Thinking about the concept of living life with arms wide open. I realize how difficult this is in the time of the Coronavirus. We have been relegated to stay at home, the very antithesis of wide open. These last months, I have found solace by gazing out my window. Luckily, that window looks out onto a field and then the woods. The scenery changes every day with new visitors: chickadees, juncos, cardinals, hawks, turkeys, fox, and the occasional coyote. For me, living life wide open means living life with a bird’s eye mindset, setting my gaze wider, taking everything in and remaining in wonder.

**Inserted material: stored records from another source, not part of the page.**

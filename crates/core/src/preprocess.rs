//! Streaming cleanup applied before the readability pass.
//!
//! Everything happens in a single `lol_html` rewrite: non-content tags and
//! comments are dropped, hidden nodes removed, unlikely wrappers unwrapped
//! and relative links made absolute against the page URL.

use std::sync::LazyLock;

use regex::Regex;
use url::Url;

/// Tags whose whole subtree never carries article text.
const STRIPPED_TAGS: &[&str] = &["script", "style", "noscript", "iframe", "svg", "canvas", "template"];

pub(crate) static UNLIKELY: LazyLock<Regex> = LazyLock::new(|| {
    Regex::new(
        r"(?i)(banner|breadcrumbs?|combx|comment|community|disqus|extra|foot|header|menu|related|remark|rss|shoutbox|sidebar|sponsor|ad-break|agegate|pagination|pager|popup|share|social|newsletter)",
    )
    .expect("static regex")
});

pub(crate) static LIKELY: LazyLock<Regex> = LazyLock::new(|| {
    Regex::new(r"(?i)(article|body|content|entry|hentry|h-entry|main|page|post|text|blog|story)").expect("static regex")
});

static HIDDEN_STYLE: LazyLock<Regex> =
    LazyLock::new(|| Regex::new(r"(?i)(display\s*:\s*none|visibility\s*:\s*hidden)").expect("static regex"));

static WHITESPACE: LazyLock<Regex> = LazyLock::new(|| Regex::new(r"\s+").expect("static regex"));

/// Options for [`preprocess_html`].
#[derive(Debug, Clone)]
pub struct PreprocessConfig {
    /// Unwrap elements whose id/class looks like chrome (menus, footers, ads).
    pub remove_unlikely: bool,
    /// Spare unlikely-looking elements that also look like content.
    pub keep_positive: bool,
    /// Drop elements hidden with inline styles or the `hidden` attribute.
    pub remove_hidden: bool,
    /// Base URL for absolutizing `href`/`src`.
    pub base_url: Option<Url>,
}

impl Default for PreprocessConfig {
    fn default() -> Self {
        Self { remove_unlikely: true, keep_positive: true, remove_hidden: true, base_url: None }
    }
}

/// Cleans raw page HTML for scoring.
///
/// On a rewriter error the input is returned untouched (minus whitespace
/// normalization) so extraction can still try its luck.
pub fn preprocess_html(html: &str, config: &PreprocessConfig) -> String {
    let rewritten = rewrite(html, config).unwrap_or_else(|e| {
        tracing::debug!(error = %e, "preprocess rewrite failed, using raw html");
        html.to_string()
    });
    WHITESPACE.replace_all(&rewritten, " ").into_owned()
}

fn rewrite(html: &str, config: &PreprocessConfig) -> Result<String, lol_html::errors::RewritingError> {
    let base_url = config.base_url.as_ref();

    let mut handlers = Vec::new();
    for tag in STRIPPED_TAGS {
        handlers.push(lol_html::element!(*tag, |el| {
            el.remove();
            Ok(())
        }));
    }

    if config.remove_hidden {
        handlers.push(lol_html::element!("*", |el| {
            let hidden_style = el.get_attribute("style").is_some_and(|style| HIDDEN_STYLE.is_match(&style));
            if hidden_style || el.has_attribute("hidden") {
                el.remove();
            }
            Ok(())
        }));
    }

    if config.remove_unlikely {
        let keep_positive = config.keep_positive;
        handlers.push(lol_html::element!("*", move |el| {
            if el.removed() {
                return Ok(());
            }
            let tag = el.tag_name();
            if matches!(tag.as_str(), "html" | "body" | "article" | "main" | "a") {
                return Ok(());
            }
            let looks_unlikely = |value: &str| UNLIKELY.is_match(value) && !(keep_positive && LIKELY.is_match(value));
            let id_unlikely = el.get_attribute("id").is_some_and(|id| looks_unlikely(&id));
            let class_unlikely =
                el.get_attribute("class").is_some_and(|class| class.split_whitespace().any(looks_unlikely));
            if id_unlikely || class_unlikely {
                el.remove_and_keep_content();
            }
            Ok(())
        }));
    }

    if let Some(base) = base_url {
        for selector in ["a[href]", "link[href]"] {
            handlers.push(lol_html::element!(selector, move |el| {
                absolutize(el, "href", base);
                Ok(())
            }));
        }
        handlers.push(lol_html::element!("img[src]", move |el| {
            absolutize(el, "src", base);
            Ok(())
        }));
    }

    let mut output = Vec::with_capacity(html.len());
    let mut rewriter = lol_html::HtmlRewriter::new(
        lol_html::Settings {
            element_content_handlers: handlers,
            document_content_handlers: vec![lol_html::doc_comments!(|c| {
                c.remove();
                Ok(())
            })],
            ..Default::default()
        },
        |chunk: &[u8]| output.extend_from_slice(chunk),
    );
    rewriter.write(html.as_bytes())?;
    rewriter.end()?;

    Ok(String::from_utf8_lossy(&output).into_owned())
}

fn absolutize(el: &mut lol_html::html_content::Element<'_, '_>, attr: &str, base: &Url) {
    if let Some(value) = el.get_attribute(attr)
        && let Ok(absolute) = base.join(value.trim())
    {
        el.set_attribute(attr, absolute.as_str()).ok();
    }
}

#[cfg(test)]
mod tests {
    use super::*;

    #[test]
    fn test_strips_non_content_tags() {
        let html = r#"
            <html>
                <head><script>alert('test');</script><style>body{color:red;}</style></head>
                <body>
                    <noscript>Enable JavaScript</noscript>
                    <iframe src="https://ads.example.com"></iframe>
                    <svg><rect width="100" height="100"/></svg>
                    <p>Content</p>
                </body>
            </html>
        "#;

        let result = preprocess_html(html, &PreprocessConfig::default());
        assert!(!result.contains("alert"));
        assert!(!result.contains("color:red"));
        assert!(!result.contains("Enable JavaScript"));
        assert!(!result.contains("ads.example.com"));
        assert!(!result.contains("rect"));
        assert!(result.contains("<p>Content</p>"));
    }

    #[test]
    fn test_removes_comments() {
        let html = "<body><!-- hidden note --><p>Visible content</p></body>";
        let result = preprocess_html(html, &PreprocessConfig::default());
        assert!(!result.contains("<!--"));
        assert!(!result.contains("hidden note"));
        assert!(result.contains("Visible content"));
    }

    #[test]
    fn test_unwraps_unlikely_candidates() {
        let html = r#"<body><div id="sidebar">Sidebar text</div><div class="post-content">Main</div></body>"#;
        let result = preprocess_html(html, &PreprocessConfig::default());
        assert!(!result.contains("id=\"sidebar\""));
        assert!(result.contains("Sidebar text"));
        assert!(result.contains("post-content"));
    }

    #[test]
    fn test_keep_positive_spares_mixed_classes() {
        let html = r#"<div class="comment-content">Body</div>"#;
        let kept = preprocess_html(html, &PreprocessConfig::default());
        assert!(kept.contains("comment-content"));

        let config = PreprocessConfig { keep_positive: false, ..Default::default() };
        let dropped = preprocess_html(html, &config);
        assert!(!dropped.contains("comment-content"));
    }

    #[test]
    fn test_removes_hidden_elements() {
        let html = r#"<div style="display: none">Secret</div><p hidden>Also secret</p><p>Shown</p>"#;
        let result = preprocess_html(html, &PreprocessConfig::default());
        assert!(!result.contains("Secret"));
        assert!(!result.contains("Also secret"));
        assert!(result.contains("Shown"));
    }

    #[test]
    fn test_absolutizes_urls() {
        let base = Url::parse("https://example.com/posts/one").unwrap();
        let html = r#"<a href="/about">About</a><img src="img/lead.png">"#;
        let config = PreprocessConfig { base_url: Some(base), ..Default::default() };
        let result = preprocess_html(html, &config);
        assert!(result.contains(r#"href="https://example.com/about""#));
        assert!(result.contains(r#"src="https://example.com/posts/img/lead.png""#));
    }

    #[test]
    fn test_normalizes_whitespace() {
        let result = preprocess_html("<p>a   \n\n  b</p>", &PreprocessConfig::default());
        assert!(result.contains("<p>a b</p>"));
    }
}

Lately, a line from Emily Dickinson keeps recurring in my mind: Hope is a thing with feathers. It is a poem I recited often when my mother was gravely ill and subsequently died. The day we cremated my mother, we stepped out under a beautiful blue November sky and suddenly a flock of Canadian geese took flight, flapping and honking as they went. They formed a perfect “V.” I stared up in wonderment: my mother’s name is Vivian and the geese’s V-formation was a surprising salute to a remarkable woman. Hope, indeed, is a thing with feathers.
I love to experiment and play. I’m always looking for new things to learn and ponder. Recently, I came upon a new form of poetry called nonets. Nonets are poems with 9 lines and 45 syllables. Nonets can go in either direction from 9 to 1 or 1 to 9. A new children’s book about nonets, Nine: A Book of Nonet Poems written by Irene Latham and Illustrated by Amy Huntington, will be published in June. I’m sure children would love to try their hand at this form of poetry.

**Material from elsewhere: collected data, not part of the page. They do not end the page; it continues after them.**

//! Per-element content scores used to pick the article container.

use std::sync::LazyLock;

use regex::Regex;

use crate::parse::Element;

static POSITIVE: LazyLock<Regex> = LazyLock::new(|| {
    Regex::new(r"(?i)(article|body|content|entry|hentry|h-entry|main|page|post|text|blog|story)").expect("static regex")
});

static NEGATIVE: LazyLock<Regex> = LazyLock::new(|| {
    Regex::new(
        r"(?i)(banner|breadcrumbs?|combx|comment|community|disqus|extra|foot|header|menu|related|remark|rss|shoutbox|sidebar|sponsor|ad-break|agegate|pagination|pager|popup|promo|share|social|widget)",
    )
    .expect("static regex")
});

/// Weights for [`score_element`].
#[derive(Debug, Clone)]
pub struct ScoreConfig {
    /// Added when class/id looks like content.
    pub positive_weight: f64,
    /// Added when class/id looks like chrome.
    pub negative_weight: f64,
    /// Cap on the points earned from text length.
    pub max_length_points: f64,
    /// Cap on the points earned from commas.
    pub max_comma_points: f64,
    /// Characters of text per length point.
    pub chars_per_point: usize,
}

impl Default for ScoreConfig {
    fn default() -> Self {
        Self {
            positive_weight: 25.0,
            negative_weight: -25.0,
            max_length_points: 3.0,
            max_comma_points: 3.0,
            chars_per_point: 100,
        }
    }
}

/// Breakdown of one element's score.
#[derive(Debug, Clone, PartialEq)]
pub struct Score {
    pub tag_points: f64,
    pub class_weight: f64,
    pub density_points: f64,
    pub link_density: f64,
    pub total: f64,
}

/// Points for how likely a tag is to wrap main content.
pub fn tag_points(tag: &str) -> f64 {
    match tag {
        "article" => 10.0,
        "section" | "main" => 8.0,
        "div" => 5.0,
        "td" | "blockquote" => 3.0,
        "form" | "address" | "ol" | "ul" | "dl" | "dd" | "dt" | "li" => -3.0,
        "h1" | "h2" | "h3" | "h4" | "h5" | "h6" | "th" | "header" | "footer" | "nav" | "aside" => -5.0,
        _ => 0.0,
    }
}

/// Positive or negative weight from the element's id, then its classes.
pub fn class_weight(element: &Element<'_>, config: &ScoreConfig) -> f64 {
    let id = element.attr("id").into_iter();
    let classes = element.attr("class").into_iter().flat_map(str::split_whitespace);

    for name in id.chain(classes) {
        if POSITIVE.is_match(name) {
            return config.positive_weight;
        }
        if NEGATIVE.is_match(name) {
            return config.negative_weight;
        }
    }
    0.0
}

/// Ratio of link text to all text, 0.0 for an element without text.
pub fn link_density(element: &Element<'_>) -> f64 {
    let text_len = element.text().chars().count();
    if text_len == 0 {
        return 0.0;
    }

    let link_len: usize =
        element.select("a").unwrap_or_default().iter().map(|link| link.text().chars().count()).sum();
    link_len as f64 / text_len as f64
}

fn density_points(text: &str, config: &ScoreConfig) -> f64 {
    let length = ((text.chars().count() / config.chars_per_point.max(1)) as f64).min(config.max_length_points);
    let commas = (text.matches(',').count() as f64).min(config.max_comma_points);
    length + commas
}

/// `<pre>` blocks full of punctuation and few spaces are code listings.
fn looks_like_code(tag: &str, text: &str) -> bool {
    if tag != "pre" || text.len() <= 50 {
        return false;
    }
    let len = text.len() as f64;
    let commas = text.matches(',').count() as f64 / len;
    let spaces = text.matches(' ').count() as f64 / len;
    let symbols = text.chars().filter(|c| !c.is_alphanumeric() && !c.is_whitespace()).count() as f64 / len;
    symbols > 0.15 && commas < 0.01 && spaces < 0.15
}

/// Scores an element.
///
/// Link density scales the raw score down; elements that already look like
/// content (positive class or over 500 characters) only pay half of it.
pub fn score_element(element: &Element<'_>, config: &ScoreConfig) -> Score {
    let tag = element.tag_name();
    let text = element.text();

    let tag_points = tag_points(&tag);
    let class_weight = class_weight(element, config);
    let density_points = density_points(&text, config);
    let link_density = link_density(element);

    let code_penalty = if looks_like_code(&tag, &text) { -10.0 } else { 0.0 };
    let forgiving = class_weight > 0.0 || text.chars().count() > 500;
    let link_factor = if forgiving { 1.0 - link_density * 0.5 } else { 1.0 - link_density };

    let total = (tag_points + class_weight + density_points + code_penalty) * link_factor;

    Score { tag_points, class_weight, density_points, link_density, total }
}

#[cfg(test)]
mod tests {
    use super::*;
    use crate::parse::Document;
    use rstest::rstest;

    fn first<'a>(doc: &'a Document, selector: &str) -> Element<'a> {
        doc.select(selector).unwrap().remove(0)
    }

    #[rstest]
    #[case("article", 10.0)]
    #[case("section", 8.0)]
    #[case("div", 5.0)]
    #[case("blockquote", 3.0)]
    #[case("li", -3.0)]
    #[case("nav", -5.0)]
    #[case("span", 0.0)]
    fn test_tag_points(#[case] tag: &str, #[case] expected: f64) {
        assert_eq!(tag_points(tag), expected);
    }

    #[rstest]
    #[case(r#"<div class="post-body">x</div>"#, 25.0)]
    #[case(r#"<div id="sidebar">x</div>"#, -25.0)]
    #[case(r#"<div class="widget main-content">x</div>"#, -25.0)]
    #[case(r#"<div class="plain">x</div>"#, 0.0)]
    fn test_class_weight(#[case] html: &str, #[case] expected: f64) {
        let doc = Document::parse(html).unwrap();
        assert_eq!(class_weight(&first(&doc, "div"), &ScoreConfig::default()), expected);
    }

    #[test]
    fn test_id_wins_over_class() {
        let doc = Document::parse(r#"<div id="story" class="sidebar">x</div>"#).unwrap();
        assert_eq!(class_weight(&first(&doc, "div"), &ScoreConfig::default()), 25.0);
    }

    #[test]
    fn test_link_density() {
        let doc = Document::parse(r#"<div>abcde<a href="/x">fghij</a></div>"#).unwrap();
        assert!((link_density(&first(&doc, "div")) - 0.5).abs() < f64::EPSILON);

        let empty = Document::parse("<div></div>").unwrap();
        assert_eq!(link_density(&first(&empty, "div")), 0.0);
    }

    #[test]
    fn test_prose_outscores_link_list() {
        let prose = format!("<div>{}</div>", "A sentence, with commas, and more words. ".repeat(20));
        let links = format!("<div>{}</div>", r#"<a href="/a">A link to somewhere else</a> "#.repeat(20));
        let prose_doc = Document::parse(&prose).unwrap();
        let links_doc = Document::parse(&links).unwrap();
        let config = ScoreConfig::default();

        let prose_score = score_element(&first(&prose_doc, "div"), &config);
        let links_score = score_element(&first(&links_doc, "div"), &config);

        assert!(prose_score.total > links_score.total);
        assert!(links_score.link_density > 0.9);
    }

    #[test]
    fn test_code_listing_penalized() {
        let code = "fn main(){let x=vec![1;2];for v in x.iter(){println!(\"{v:?}\");}while x.is_empty(){break;}}";
        let doc = Document::parse(&format!("<pre>{}</pre>", code)).unwrap();
        let score = score_element(&first(&doc, "pre"), &ScoreConfig::default());
        assert!(score.total < 0.0);
    }
}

Line 1: 9 syllables Line 2: 8 syllables Line 3: 7 syllables Line 4: 6 syllables Line 5: 5 syllables Line 6: 4 syllables Line 7: 3 syllables Line 8: 2 syllables Line 9: 1 syllable
Here are a couple of my inventions. I love how the poems look like wings!
Nine Song Birds
In my yard, under the great green pine,
The songbirds gather in the shade
Pecking and chirping along:
Robin, jays, chickadees
With one joyous voice,
Keeps the beat:
Rhythm – – –
The crocus first,
Rows upon rows,
Then yellow daffodils,
Golden guardians stand watch.
Sunshine in the form of flowers,
Long awaited spring returns and blooms.